Peering Through the Confusion Over IBM's 160 Gbps Optical Transceiver

After IBM released its initial teaser yesterday touting its demonstration of an optical transceiver with a theoretical 160 gigabit per second (Gbps) throughput speed this upcoming Thursday, press sources seized upon this phrase: "fast enough to reduce the download time for a typical high definition feature-length film to a single second compared to 30 minutes or more."

That may be a tall order, given the fact that the prototype in question is a transceiver and not an endpoint. A transceiver is a device that bridges between layers of the Internet, such as between the physical layer (Layer 1 in the OSI model, the "backbone") and the data link layer (2). So we're not talking about something that goes into your PC, despite what you may have heard on local TV news.

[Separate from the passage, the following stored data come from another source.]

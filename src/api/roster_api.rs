// ==========================================
// 学生成绩看板 - 花名册 API
// ==========================================
// 职责: 对展示层提供的唯一入口
//   录入(校验 → 评分 → 追加) / 删除 / 排序 / 统计 / 导入
// 约束: 单线程同步调用; 写操作需要 &mut self
// ==========================================

use std::collections::BTreeSet;
use std::path::Path;
use tracing::instrument;

use crate::api::dashboard_api::DashboardApi;
use crate::api::error::{ApiError, ApiResult};
use crate::domain::import::{ImportReport, RejectedRow};
use crate::domain::student::{sample_submissions, RawSubmission, StudentRecord};
use crate::engine::grade::GradeEngine;
use crate::engine::statistics::PassFailStats;
use crate::engine::validation::{SubmissionValidator, ValidationReport};
use crate::importer::RosterCsvImporter;
use crate::repository::RecordStore;

// ==========================================
// RosterApi - 花名册 API
// ==========================================

/// 花名册API
///
/// 独占持有会话内的 RecordStore,不对外暴露可变引用
pub struct RosterApi {
    store: RecordStore,
    validator: SubmissionValidator,
    grade_engine: GradeEngine,
    importer: RosterCsvImporter,
}

impl RosterApi {
    /// 创建空花名册
    pub fn new() -> Self {
        Self::with_store(RecordStore::new())
    }

    /// 使用已有仓储创建
    pub fn with_store(store: RecordStore) -> Self {
        Self {
            store,
            validator: SubmissionValidator::new(),
            grade_engine: GradeEngine::new(),
            importer: RosterCsvImporter::new(),
        }
    }

    /// 创建并预置演示学生
    pub fn with_sample_data() -> ApiResult<Self> {
        let mut api = Self::new();
        api.seed_sample_data()?;
        Ok(api)
    }

    // ==========================================
    // 录入
    // ==========================================

    /// 只校验,不入库（用于表单逐字段提示）
    pub fn validate(&self, raw: &RawSubmission) -> ValidationReport {
        self.validator.validate(raw)
    }

    /// 录入学生
    ///
    /// # 返回
    /// - Ok(StudentRecord): 新追加的记录
    /// - Err(ApiError::ValidationFailed): 全部字段错误,仓储不变
    pub fn submit(
        &mut self,
        raw_name: &str,
        raw_reg_no: &str,
        raw_cat: &str,
        raw_exam: &str,
    ) -> ApiResult<StudentRecord> {
        self.submit_raw(&RawSubmission::new(raw_name, raw_reg_no, raw_cat, raw_exam))
    }

    /// 录入学生（结构体形式）
    #[instrument(skip(self, raw), fields(store_len = self.store.len()))]
    pub fn submit_raw(&mut self, raw: &RawSubmission) -> ApiResult<StudentRecord> {
        let submission = match self.validator.validate(raw).into_result() {
            Ok(submission) => submission,
            Err(violations) => {
                tracing::warn!(count = violations.len(), "录入被拒绝");
                return Err(ApiError::validation_failed(violations));
            }
        };

        let record = self.grade_engine.build_record(submission);
        self.store.append(record.clone());

        tracing::info!(
            record_id = record.record_id(),
            total = record.total(),
            grade = %record.grade(),
            "学生已录入"
        );
        Ok(record)
    }

    /// 追加演示学生
    ///
    /// # 返回
    /// - Ok(usize): 追加的条数
    pub fn seed_sample_data(&mut self) -> ApiResult<usize> {
        let samples = sample_submissions();
        for raw in &samples {
            self.submit_raw(raw)?;
        }
        tracing::info!(count = samples.len(), "演示学生已预置");
        Ok(samples.len())
    }

    /// 从 CSV 导入
    ///
    /// 每行独立校验: 合法行按文件顺序追加,非法行记入 rejected,不中断导入
    #[instrument(skip(self))]
    pub fn import_csv(&mut self, path: &Path) -> ApiResult<ImportReport> {
        let rows = self.importer.read_rows(path)?;
        let mut report = ImportReport {
            total_rows: rows.len(),
            ..ImportReport::default()
        };

        for row in rows {
            match self.validator.validate(&row.submission).into_result() {
                Ok(submission) => {
                    let record = self.grade_engine.build_record(submission);
                    self.store.append(record.clone());
                    report.imported.push(record);
                }
                Err(errors) => {
                    tracing::warn!(row = row.row_number, count = errors.len(), "导入行被拒绝");
                    report.rejected.push(RejectedRow {
                        row_number: row.row_number,
                        errors,
                    });
                }
            }
        }

        tracing::info!(
            file = %path.display(),
            imported = report.imported_count(),
            rejected = report.rejected_count(),
            "花名册导入完成"
        );
        Ok(report)
    }

    // ==========================================
    // 删除 / 排序
    // ==========================================

    /// 按位置删除
    ///
    /// 越界返回 NotFound,仓储不变
    pub fn delete_at(&mut self, index: usize) -> ApiResult<StudentRecord> {
        let removed = self.store.delete_at(index)?;
        tracing::info!(index, record_id = removed.record_id(), "学生已删除");
        Ok(removed)
    }

    /// 按 record_id 删除
    pub fn delete_by_id(&mut self, record_id: &str) -> ApiResult<StudentRecord> {
        let removed = self.store.delete_by_id(record_id)?;
        tracing::info!(record_id, "学生已删除");
        Ok(removed)
    }

    /// 按总分降序重排仓储（稳定,同分保持原顺序）
    pub fn sort_descending(&mut self) -> ApiResult<()> {
        let sorted = self.dashboard().sorted_by_total();
        self.store.replace_all(sorted)?;
        tracing::info!(count = self.store.len(), "花名册已按总分降序排列");
        Ok(())
    }

    // ==========================================
    // 查询
    // ==========================================

    /// 全部记录快照
    pub fn get_all(&self) -> Vec<StudentRecord> {
        self.store.to_list()
    }

    /// 只读视图
    pub fn records(&self) -> &[StudentRecord] {
        self.store.as_slice()
    }

    pub fn find_by_id(&self, record_id: &str) -> Option<&StudentRecord> {
        self.store.find_by_id(record_id)
    }

    pub fn len(&self) -> usize {
        self.store.len()
    }

    pub fn is_empty(&self) -> bool {
        self.store.is_empty()
    }

    /// 统计视图
    pub fn dashboard(&self) -> DashboardApi<'_> {
        DashboardApi::new(self.store.as_slice())
    }

    pub fn average(&self) -> ApiResult<f64> {
        let average = self.dashboard().class_average()?;
        tracing::debug!(average, "班级平均分");
        Ok(average)
    }

    pub fn top_performer(&self) -> ApiResult<StudentRecord> {
        self.dashboard().top_performer().cloned()
    }

    pub fn pass_fail_stats(&self) -> ApiResult<PassFailStats> {
        self.dashboard().pass_fail_stats()
    }

    pub fn highlight_set(&self) -> BTreeSet<usize> {
        self.dashboard().highlight_set()
    }
}

impl Default for RosterApi {
    fn default() -> Self {
        Self::new()
    }
}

Optical networks are typically synchronous, which means their throughput rate is set according to a clock. There are such things as passive optical data networks, whose technology is being championed by companies such as Hitachi, though as recently as the last CES 2007, Hitachi was talking about Gigabit Passive Optical Network speed as just being able to break the 1 Gbps barrier.

The two standards for high-speed synchronous data transmission over optical fiber are SONET (9.953 Gbps) and IEEE 802.3ae ("10-gig Ethernet," at 10.312 Gbps). But what IBM will introduce on Thursday is not a new optical data network, but instead a single transceiver chip using a typical CMOS structure though atypical materials such as indium phosphide (InP) and gallium arsenide (GaAs). Assuming the network existed for it, IBM's new transceiver could achieve a throughput rate of possibly as much as 16 times the rates of transceivers currently produced by Intel and Fujitsu, the company claims.

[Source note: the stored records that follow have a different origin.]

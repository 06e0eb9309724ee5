// ==========================================
// 日志系统初始化
// ==========================================
// 使用 tracing 和 tracing-subscriber
// 支持环境变量配置日志级别
// ==========================================

use tracing_subscriber::{fmt, EnvFilter};

use crate::config::LoggingConfig;

/// 初始化日志系统
///
/// # 过滤规则
/// - RUST_LOG 存在时优先使用（例如: RUST_LOG=student_records=debug）
/// - 否则使用配置中的 filter（默认: info）
///
/// # 示例
/// ```no_run
/// use student_records::{config::LoggingConfig, logging};
/// logging::init(&LoggingConfig::default()).unwrap();
/// ```
pub fn init(config: &LoggingConfig) -> anyhow::Result<()> {
    let filter = EnvFilter::try_from_default_env()
        .or_else(|_| EnvFilter::try_new(&config.filter))
        .unwrap_or_else(|_| EnvFilter::new("info"));

    // 日志写 stderr,stdout 留给控制台输出
    let result = if config.json {
        fmt()
            .json()
            .with_env_filter(filter)
            .with_target(true)
            .with_line_number(true)
            .with_writer(std::io::stderr)
            .try_init()
    } else {
        fmt()
            .with_env_filter(filter)
            .with_target(true)
            .with_thread_ids(false)
            .with_line_number(true)
            .with_writer(std::io::stderr)
            .try_init()
    };

    result.map_err(|e| anyhow::anyhow!("failed to initialize logging: {}", e))
}

/// 初始化测试环境的日志系统
///
/// 使用更详细的日志级别,便于调试
pub fn init_test() {
    let _ = fmt()
        .with_env_filter(EnvFilter::new("debug"))
        .with_test_writer()
        .try_init();
}
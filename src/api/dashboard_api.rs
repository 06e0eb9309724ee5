// ==========================================
// 学生成绩看板 - 看板统计 API
// ==========================================
// 职责: 基于记录快照的只读统计查询
// 架构: API 层 → 统计引擎 (engine::statistics)
// ==========================================

use serde::Serialize;
use std::collections::BTreeSet;

use crate::api::error::{ApiError, ApiResult};
use crate::domain::student::StudentRecord;
use crate::engine::statistics::{self, PassFailStats};

/// 空集合时各查询的描述（拼接为 "No students to ..."）
pub const QUERY_AVERAGE: &str = "calculate average";
pub const QUERY_TOP_PERFORMER: &str = "highlight";
pub const QUERY_PASS_FAIL: &str = "analyze";

/// 看板汇总（一次渲染所需的全部统计）
#[derive(Debug, Clone, PartialEq, Serialize)]
pub struct DashboardSummary {
    pub student_count: usize,
    pub class_average: Option<f64>,
    pub top_performer: Option<StudentRecord>,
    pub pass_fail: Option<PassFailStats>,
    pub highlighted: Vec<usize>,
}

// ==========================================
// DashboardApi - 看板统计 API
// ==========================================

/// 看板统计API
///
/// 借用记录快照,生命周期内仓储不可被修改
pub struct DashboardApi<'a> {
    records: &'a [StudentRecord],
}

impl<'a> DashboardApi<'a> {
    pub fn new(records: &'a [StudentRecord]) -> Self {
        Self { records }
    }

    /// 按总分降序的新序列（不修改仓储）
    pub fn sorted_by_total(&self) -> Vec<StudentRecord> {
        statistics::sort_by_total_descending(self.records)
    }

    /// 班级平均分
    pub fn class_average(&self) -> ApiResult<f64> {
        statistics::class_average(self.records)
            .map_err(|_| ApiError::empty_collection(QUERY_AVERAGE))
    }

    /// 最高分学生（同分取最靠前）
    pub fn top_performer(&self) -> ApiResult<&'a StudentRecord> {
        statistics::top_performer(self.records)
            .map_err(|_| ApiError::empty_collection(QUERY_TOP_PERFORMER))
    }

    /// 及格/不及格统计
    pub fn pass_fail_stats(&self) -> ApiResult<PassFailStats> {
        statistics::pass_fail_counts(self.records)
            .map_err(|_| ApiError::empty_collection(QUERY_PASS_FAIL))
    }

    /// 高亮位置（所有并列最高分）
    pub fn highlight_set(&self) -> BTreeSet<usize> {
        statistics::highlight_set(self.records)
    }

    /// 汇总; 空集合时各统计项为 None
    pub fn summary(&self) -> DashboardSummary {
        DashboardSummary {
            student_count: self.records.len(),
            class_average: self.class_average().ok(),
            top_performer: self.top_performer().ok().cloned(),
            pass_fail: self.pass_fail_stats().ok(),
            highlighted: self.highlight_set().into_iter().collect(),
        }
    }
}
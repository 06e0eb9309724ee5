// ==========================================
// 学生成绩看板 - 统计查询引擎
// ==========================================
// 职责: 排序、平均分、最高分、及格率、高亮集合
// 红线: 所有查询只读,不修改输入
// ==========================================

use serde::Serialize;
use std::cmp::Ordering;
use std::collections::BTreeSet;
use thiserror::Error;

use crate::domain::student::StudentRecord;

/// 统计查询错误
#[derive(Error, Debug, Clone, Copy, PartialEq, Eq)]
pub enum StatsError {
    #[error("No students in the system")]
    EmptyCollection,
}

/// 及格/不及格统计
#[derive(Debug, Clone, Copy, PartialEq, Serialize)]
pub struct PassFailStats {
    pub pass_count: usize,
    pub fail_count: usize,
    pub pass_pct: f64, // 保留 1 位小数
    pub fail_pct: f64, // 100 - pass_pct（取舍后的补数）
}

/// 按 1 位小数四舍五入
fn round1(value: f64) -> f64 {
    (value * 10.0).round() / 10.0
}

/// 按总分降序排序（稳定排序,同分保持原相对顺序）
pub fn sort_by_total_descending(records: &[StudentRecord]) -> Vec<StudentRecord> {
    let mut sorted = records.to_vec();
    // total 均为有限值,partial_cmp 不会返回 None
    sorted.sort_by(|a, b| b.total().partial_cmp(&a.total()).unwrap_or(Ordering::Equal));
    sorted
}

/// 班级平均分
pub fn class_average(records: &[StudentRecord]) -> Result<f64, StatsError> {
    if records.is_empty() {
        return Err(StatsError::EmptyCollection);
    }

    let sum: f64 = records.iter().map(|r| r.total()).sum();
    Ok(sum / records.len() as f64)
}

/// 最高分学生（同分取最靠前的一条）
pub fn top_performer(records: &[StudentRecord]) -> Result<&StudentRecord, StatsError> {
    records
        .iter()
        .fold(None, |best: Option<&StudentRecord>, current| match best {
            Some(b) if b.total() >= current.total() => Some(b),
            _ => Some(current),
        })
        .ok_or(StatsError::EmptyCollection)
}

/// 及格/不及格统计
///
/// 说明: fail_pct 由取舍后的 pass_pct 求补得到,而不是独立计算
/// fail_count / size * 100 后取舍; 两种算法在 .x5 边界上可能相差 0.1
pub fn pass_fail_counts(records: &[StudentRecord]) -> Result<PassFailStats, StatsError> {
    if records.is_empty() {
        return Err(StatsError::EmptyCollection);
    }

    let pass_count = records.iter().filter(|r| r.is_pass()).count();
    let fail_count = records.len() - pass_count;
    let pass_pct = round1(pass_count as f64 / records.len() as f64 * 100.0);
    let fail_pct = round1(100.0 - pass_pct);

    Ok(PassFailStats {
        pass_count,
        fail_count,
        pass_pct,
        fail_pct,
    })
}

/// 高亮集合: 所有总分等于最高分的位置（空集合返回空集）
pub fn highlight_set(records: &[StudentRecord]) -> BTreeSet<usize> {
    let max_total = match top_performer(records) {
        Ok(top) => top.total(),
        Err(_) => return BTreeSet::new(),
    };

    records
        .iter()
        .enumerate()
        .filter(|(_, r)| r.total() == max_total)
        .map(|(idx, _)| idx)
        .collect()
}
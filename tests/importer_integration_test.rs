// ==========================================
// 花名册导入集成测试
// ==========================================
// 测试范围:
// 1. 表头别名映射、按文件顺序追加
// 2. 非法行独立拒绝,不中断导入
// 3. 文件级错误: 不存在/格式不支持/缺列
// ==========================================


use student_records::api::{ApiError, RosterApi};
use student_records::domain::types::{Grade, ScoreField};
use student_records::importer::RosterCsvImporter;
use test_helpers::{create_csv_file, ROSTER_CSV};

#[test]
fn test_import_csv_部分成功() {
    let file = create_csv_file(ROSTER_CSV).expect("无法创建CSV");
    let mut api = RosterApi::new();

    let report = api.import_csv(file.path()).expect("导入失败");

    assert_eq!(report.total_rows, 3);
    assert_eq!(report.imported_count(), 2);
    assert_eq!(report.rejected_count(), 1);

    let rejected = &report.rejected[0];
    assert_eq!(rejected.row_number, 2);
    assert_eq!(rejected.errors.len(), 1);
    assert_eq!(rejected.errors[0].field, ScoreField::Cat);

    let names: Vec<&str> = api.records().iter().map(|r| r.name()).collect();
    assert_eq!(names, vec!["Alice Wanjiru", "Carol Mwangi"]);
    assert_eq!(api.records()[0].grade(), Grade::A);
    assert_eq!(api.records()[1].grade(), Grade::B);
}

#[test]
fn test_import_csv_追加到已有记录之后() {
    let file = create_csv_file(ROSTER_CSV).expect("无法创建CSV");
    let mut api = RosterApi::with_sample_data().expect("预置失败");

    api.import_csv(file.path()).expect("导入失败");

    assert_eq!(api.len(), 5);
    assert_eq!(api.records()[3].name(), "Alice Wanjiru");
}

#[test]
fn test_import_csv_跳过空白行() {
    let file = create_csv_file("name,reg_no,cat,exam\nA,R-1,10,20\n,,,\nB,R-2,15,25\n")
        .expect("无法创建CSV");

    let rows = RosterCsvImporter::new()
        .read_rows(file.path())
        .expect("读取失败");

    assert_eq!(rows.len(), 2);
    assert_eq!(rows[0].row_number, 1);
    assert_eq!(rows[1].row_number, 3, "空白行仍计入行号");
}

#[test]
fn test_import_csv_缺少列() {
    let file = create_csv_file("name,reg_no,cat\nA,R-1,10\n").expect("无法创建CSV");
    let mut api = RosterApi::new();

    let err = api.import_csv(file.path()).unwrap_err();

    assert!(matches!(err, ApiError::ImportError(_)));
    assert!(err.to_string().contains("Missing required column"));
    assert!(api.is_empty(), "文件级错误不得追加任何记录");
}

#[test]
fn test_import_csv_文件不存在() {
    let mut api = RosterApi::new();

    let err = api
        .import_csv(std::path::Path::new("/nonexistent/roster.csv"))
        .unwrap_err();

    assert!(matches!(err, ApiError::ImportError(_)));
    assert!(err.to_string().contains("File not found"));
}

#[test]
fn test_import_csv_格式不支持() {
    let file = tempfile::Builder::new()
        .suffix(".xlsx")
        .tempfile()
        .expect("无法创建临时文件");
    let mut api = RosterApi::new();

    let err = api.import_csv(file.path()).unwrap_err();

    assert!(err.to_string().contains("Unsupported file format"));
}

So what will be very, very interesting to see is how IBM is able to demonstrably measure throughput speeds without effectively reinventing the optical fiber backbone in so doing. Not that this is completely unfeasible; in fact, if IBM researchers are prepared to demonstrate a 16x advance in optical fiber throughput, then this would be a tremendously more intriguing demonstration than even the little CMOS chipset.

But what will be very, very...very interesting to see is how IBM would be able to sell transceivers based on this technology to telecom clients, given the fact that the company sold its optical transceiver division to JDS Uniphase five years ago. Perhaps a moratorium on IBM's rights to sell transceivers has elapsed, and that would be nice to know.

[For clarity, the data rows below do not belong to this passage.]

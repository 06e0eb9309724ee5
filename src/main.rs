// ==========================================
// 学生成绩看板 - 控制台主入口
// ==========================================
// 流程: 加载配置 → 初始化日志 → 构建 AppState → 读取 stdin 命令循环
// ==========================================

use std::io::{self, BufRead, Write};

use anyhow::Context;

use student_records::app::{AppState, ConsoleSession};
use student_records::config::ConfigManager;
use student_records::logging;

fn main() -> anyhow::Result<()> {
    // 加载配置（文件缺失时使用默认值）,再叠加环境变量
    let mut manager = ConfigManager::load_default().context("failed to load configuration")?;
    manager
        .apply_env_overrides()
        .context("invalid configuration override")?;

    logging::init(&manager.config().logging)?;

    tracing::info!("==================================================");
    tracing::info!("{} v{}", student_records::APP_NAME, student_records::VERSION);
    tracing::info!(config = ?manager.source_path(), "配置已加载");
    tracing::debug!(snapshot = %manager.snapshot_json()?, "配置快照");
    tracing::info!("==================================================");

    let state = AppState::new(manager.into_config()).context("failed to initialize dashboard")?;
    let mut session = ConsoleSession::new(state);

    let stdin = io::stdin();
    let mut stdout = io::stdout();

    writeln!(stdout, "{} (type 'help' for commands)", student_records::APP_NAME)?;
    writeln!(stdout, "{}", session.render_table())?;

    loop {
        write!(stdout, "> ")?;
        stdout.flush()?;

        let mut line = String::new();
        if stdin.lock().read_line(&mut line)? == 0 {
            break;
        }

        match session.handle_line(&line) {
            Some(output) if output.is_empty() => {}
            Some(output) => writeln!(stdout, "{}", output)?,
            None => break,
        }
    }

    tracing::info!(students = session.state().roster.len(), "会话结束");
    Ok(())
}
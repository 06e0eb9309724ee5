// ==========================================
// 学生成绩看板 - 引擎层
// ==========================================
// 职责: 字段校验、等级判定、统计查询
// 红线: 引擎无状态,所有规则必须输出 reason
// ==========================================

pub mod grade;
pub mod statistics;
pub mod validation;

// 重导出核心引擎
pub use grade::{derive_grade, score_submission, GradeEngine};
pub use statistics::{
    class_average, highlight_set, pass_fail_counts, sort_by_total_descending, top_performer,
    PassFailStats, StatsError,
};
pub use validation::{FieldError, FieldErrorKind, SubmissionValidator, ValidationReport};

Yet the fact that no one seems to have asked these questions before settling upon the conclusions offered in the second paragraph of IBM's press release, is more than a bit disturbing. IBM may not be in a position to answer these questions until Thursday at the earliest, but even revealing the nature of the outstanding questions would have shed some light on the real issues IBM researchers are working to address.

At any rate, on Thursday, IBM will reveal whether it truly is prepared to redefine the entire infrastructure of optical networking, or whether someone's finger accidentally hit one too many zeroes on the calculator.